Varma S K, Bloch E, Gondos B, Rossi V, Gunsalus G L, Thysen B
Department of Obstetrics & Gynecology, Albert Einstein College of Medicine, Yeshiva University, Bronx, New York 10461.
J Toxicol Environ Health. 1988;25(4):435-51. doi: 10.1080/15287398809531222.

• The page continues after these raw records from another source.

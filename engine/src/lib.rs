//! Client-side driver for UCI chess engines.
//!
//! [`StockfishEngine`] owns one engine subprocess and correlates commands with
//! the lines it prints back. [`StockfishPool`] multiplexes callers across a
//! fixed number of engines and replaces engines that crash.

pub mod config;
pub mod error;
pub mod pool;
pub mod session;
pub mod uci;

pub use config::{PoolConfig, StockfishConfig};
pub use error::{EngineError, EngineFault};
pub use pool::{PoolStats, StockfishPool};
pub use session::StockfishEngine;
pub use uci::{parse_info_line, parse_uci_message, InfoParser, UciMessage};

use serde::{Deserialize, Serialize};

/// Highest MultiPV slot recorded. Stockfish caps the option at 500.
const MAX_MULTIPV: u32 = 500;

/// Unique identity of an engine session.
#[derive(Debug, Clone, Copy, PartialEq, Eq, Hash, PartialOrd, Ord, Serialize, Deserialize)]
pub struct SessionId(uuid::Uuid);

impl SessionId {
    pub(crate) fn new() -> Self {
        Self(uuid::Uuid::new_v4())
    }
}

impl std::fmt::Display for SessionId {
    fn fmt(&self, f: &mut std::fmt::Formatter<'_>) -> std::fmt::Result {
        // Short form is enough to tell sessions apart in logs
        let id = self.0.simple().to_string();
        f.write_str(&id[..8])
    }
}

/// Lifecycle of a session as seen from the outside.
#[derive(Debug, Clone, Copy, PartialEq, Eq)]
pub enum SessionState {
    AwaitingHandshake,
    Ready,
    Analyzing,
    Terminated,
}

/// Events broadcast by a session.
#[derive(Debug, Clone)]
pub enum EngineEvent {
    /// Every non-blank line the engine printed, verbatim.
    Line(String),
    Info(InfoEvent),
    Ready,
    Error(EngineFault),
}

/// Engine evaluation score.
///
/// Centipawns: positive = side-to-move is better.
/// Mate: positive N = side-to-move mates in N moves,
/// negative N = side-to-move gets mated in N moves.
#[derive(Debug, Clone, Copy, PartialEq, Eq, Serialize, Deserialize)]
pub enum Score {
    Centipawns(i32),
    Mate(i32),
}

impl Score {
    /// Convert to centipawns for comparison. Mate scores use large values.
    pub fn to_cp(&self) -> i32 {
        match self {
            Self::Centipawns(cp) => *cp,
            Self::Mate(m) => {
                if *m > 0 {
                    30000 - *m * 100
                } else {
                    -30000 - *m * 100
                }
            }
        }
    }

    /// Negate the score (flip perspective).
    pub fn negate(&self) -> Self {
        match self {
            Self::Centipawns(cp) => Self::Centipawns(-cp),
            Self::Mate(m) => Self::Mate(-m),
        }
    }
}

impl std::fmt::Display for Score {
    fn fmt(&self, f: &mut std::fmt::Formatter<'_>) -> std::fmt::Result {
        match self {
            Self::Centipawns(cp) => write!(f, "{:+.2}", *cp as f64 / 100.0),
            Self::Mate(m) if *m > 0 => write!(f, "+M{}", m),
            Self::Mate(m) => write!(f, "-M{}", m.abs()),
        }
    }
}

/// One parsed `info` line.
///
/// Numeric fields are `None` when the key was absent or its value did not
/// parse; a malformed value never rejects the whole line.
#[derive(Debug, Clone, Default, PartialEq, Serialize, Deserialize)]
pub struct InfoEvent {
    pub depth: Option<u32>,
    pub seldepth: Option<u32>,
    pub time_ms: Option<u64>,
    pub nodes: Option<u64>,
    pub nps: Option<u64>,
    pub hashfull: Option<u32>,
    pub cpuload: Option<u32>,
    pub multipv: Option<u32>,
    pub score: Option<Score>,
    /// Principal variation as space separated UCI moves.
    pub pv: Option<String>,
}

/// Latest principal variation reported for one MultiPV slot.
#[derive(Debug, Clone, PartialEq, Serialize, Deserialize)]
pub struct Line {
    pub pv: String,
    pub score: Score,
    pub depth: u32,
    pub nodes: u64,
    pub time_ms: u64,
    pub nps: u64,
}

impl Line {
    /// Build a line from an info event. Needs both a score and a pv.
    pub fn from_info(info: &InfoEvent) -> Option<Self> {
        Some(Self {
            pv: info.pv.clone()?,
            score: info.score?,
            depth: info.depth.unwrap_or_default(),
            nodes: info.nodes.unwrap_or_default(),
            time_ms: info.time_ms.unwrap_or_default(),
            nps: info.nps.unwrap_or_default(),
        })
    }
}

/// Result of one `go` search.
#[derive(Debug, Clone, Default, PartialEq, Serialize, Deserialize)]
pub struct Analysis {
    /// Empty until the `bestmove` line arrives.
    pub best_move: String,
    pub ponder_move: Option<String>,
    /// Indexed by `multipv - 1`. Slots stay `None` until their first line.
    pub lines: Vec<Option<Line>>,
}

impl Analysis {
    /// Store `info` in its MultiPV slot, replacing whatever was there.
    pub(crate) fn record(&mut self, info: &InfoEvent) {
        let multipv = info.multipv.unwrap_or(1);
        if multipv == 0 || multipv > MAX_MULTIPV {
            return;
        }
        let slot = (multipv - 1) as usize;
        let Some(line) = Line::from_info(info) else {
            return;
        };
        if self.lines.len() <= slot {
            self.lines.resize(slot + 1, None);
        }
        self.lines[slot] = Some(line);
    }

    /// The top line, if the engine reported one.
    pub fn best_line(&self) -> Option<&Line> {
        self.lines.first().and_then(Option::as_ref)
    }
}
#![allow(dead_code)]

use std::future::Future;
use std::path::PathBuf;
use std::time::Duration;

use stockfish_pool::StockfishConfig;
use tracing_subscriber::EnvFilter;

pub const START_FEN: &str = "rnbqkbnr/pppppppp/8/8/8/8/PPPPPPPP/RNBQKBNR w KQkq - 0 1";

/// Window used to observe that something does *not* happen.
pub const HANG_WINDOW: Duration = Duration::from_millis(500);

pub fn init_tracing() {
    let _ = tracing_subscriber::fmt()
        .with_env_filter(
            EnvFilter::try_from_default_env().unwrap_or_else(|_| EnvFilter::new("warn")),
        )
        .with_test_writer()
        .try_init();
}

/// Config that runs the scripted engine built alongside the tests.
pub fn mock_config(args: &[&str]) -> StockfishConfig {
    init_tracing();
    StockfishConfig {
        path: Some(PathBuf::from(env!("CARGO_BIN_EXE_mock-engine"))),
        args: args.iter().map(|a| a.to_string()).collect(),
        label: Some("mock".to_string()),
        ..Default::default()
    }
}

/// Await `fut`, failing the test if it takes unreasonably long.
pub async fn within<F: Future>(fut: F) -> F::Output {
    tokio::time::timeout(Duration::from_secs(10), fut)
        .await
        .expect("operation timed out")
}

/// Poll `cond` until it holds.
pub async fn eventually(mut cond: impl FnMut() -> bool) {
    within(async {
        while !cond() {
            tokio::time::sleep(Duration::from_millis(5)).await;
        }
    })
    .await
}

In previous studies we demonstrated reduced fertility, arrested spermatogenesis, and diminished circulating testosterone levels in rats fed 0.03% 2,4-toluenediamine (TDA) for 10 wk. These studies were extended in three experiments by determining TDA effects on androgen-binding protein (rABP) production and on seminiferous tubule structure, and on early changes in testes morphology and spermatogenesis. In the first experiment, rats fed 0.03% TDA for 10 wk showed a 7- to 9-fold increase in rABP content in testicular cytosol or in media of cultured seminiferous tubules, a 4-fold increase in serum rABP, but a two-thirds decrease in epididymal rABP levels. Testes examination by transmission electron microscopy revealed degenerative changes in Sertoli cells with, where present, normal spermatocytes and spermatids. In the second experiment, 0.03% TDA fed for 4, 6, or 8 wk resulted in a doubling of testes/body weight ratios and a highly correlated 2.5- to 2.9-fold increase in seminiferous tubule fluid volume. An approximately 50% decrease in epididymal sperm reserves was found after 6 or 8 wk of TDA exposure. After 10 wk of exposure to 0.03% TDA, testicular weight was the same as in control-fed rats but seminiferous tubule fluid volume was still elevated. These changes in testicular characteristics indicate TDA effects on Sertoli cell function, on RABP release from the testes (and epididymides), and possibly on tubular fluid transport. In the third experiment, rats fed 0.06% TDA for 1 wk showed a 25% decrease in epididymal sperm content, reduced epididymal weight, and minor structural changes in Sertoli cells. After 3 wk of 0.06% TDA feeding, sperm counts were further reduced, and were accompanied by a dramatic increase in testes weight, intense fluid accumulation, and ultrastructural changes in Sertoli cells. No significant changes in serum testosterone levels were noted in the TDA-treated rats. The results of this third experiment demonstrate TDA toxicity on testicular spermatogenesis within 3 wk of TDA feeding. The within 3 wk of TDA feeding. The findings in this study suggest that the early inhibition of spermatogenesis by TDA is mediated through Sertoli cell damage.
在之前的研究中,我们证明了给大鼠喂食0.03%的2,4 - 甲苯二胺(TDA)10周后,其生育能力下降、精子发生停滞以及循环睾酮水平降低。在三项实验中扩展了这些研究,通过确定TDA对雄激素结合蛋白(rABP)产生、生精小管结构、睾丸形态和精子发生早期变化的影响。在第一个实验中,给大鼠喂食0.03% TDA 10周后,睾丸细胞质或培养的生精小管培养基中的rABP含量增加了7至9倍,血清rABP增加了4倍,但附睾rABP水平下降了三分之二。通过透射电子显微镜检查睾丸发现,支持细胞有退行性变化,存在正常的精母细胞和精子细胞。在第二个实验中,给大鼠喂食0.03% TDA 4、6或8周,导致睾丸/体重比翻倍,生精小管液体积高度相关地增加了2.5至2.9倍。在TDA暴露6或8周后,附睾精子储备量大约减少了50%。在暴露于0.03% TDA 10周后,睾丸重量与对照喂养的大鼠相同,但生精小管液体积仍然升高。睾丸特征的这些变化表明TDA对支持细胞功能、睾丸(和附睾)中RABP释放以及可能对小管液运输有影响。在第三个实验中,给大鼠喂食0.06% TDA 1周后,附睾精子含量下降了25%,附睾重量减轻,支持细胞有轻微结构变化。在喂食0.06% TDA 3周后,精子计数进一步减少,同时伴有睾丸重量急剧增加、大量液体蓄积以及支持细胞超微结构变化。在TDA处理的大鼠中未观察到血清睾酮水平有显著变化。第三个实验的结果证明了在喂食TDA 3周内TDA对睾丸精子发生的毒性。在喂食TDA的3周内。本研究的结果表明,TDA对精子发生的早期抑制是通过支持细胞损伤介导的。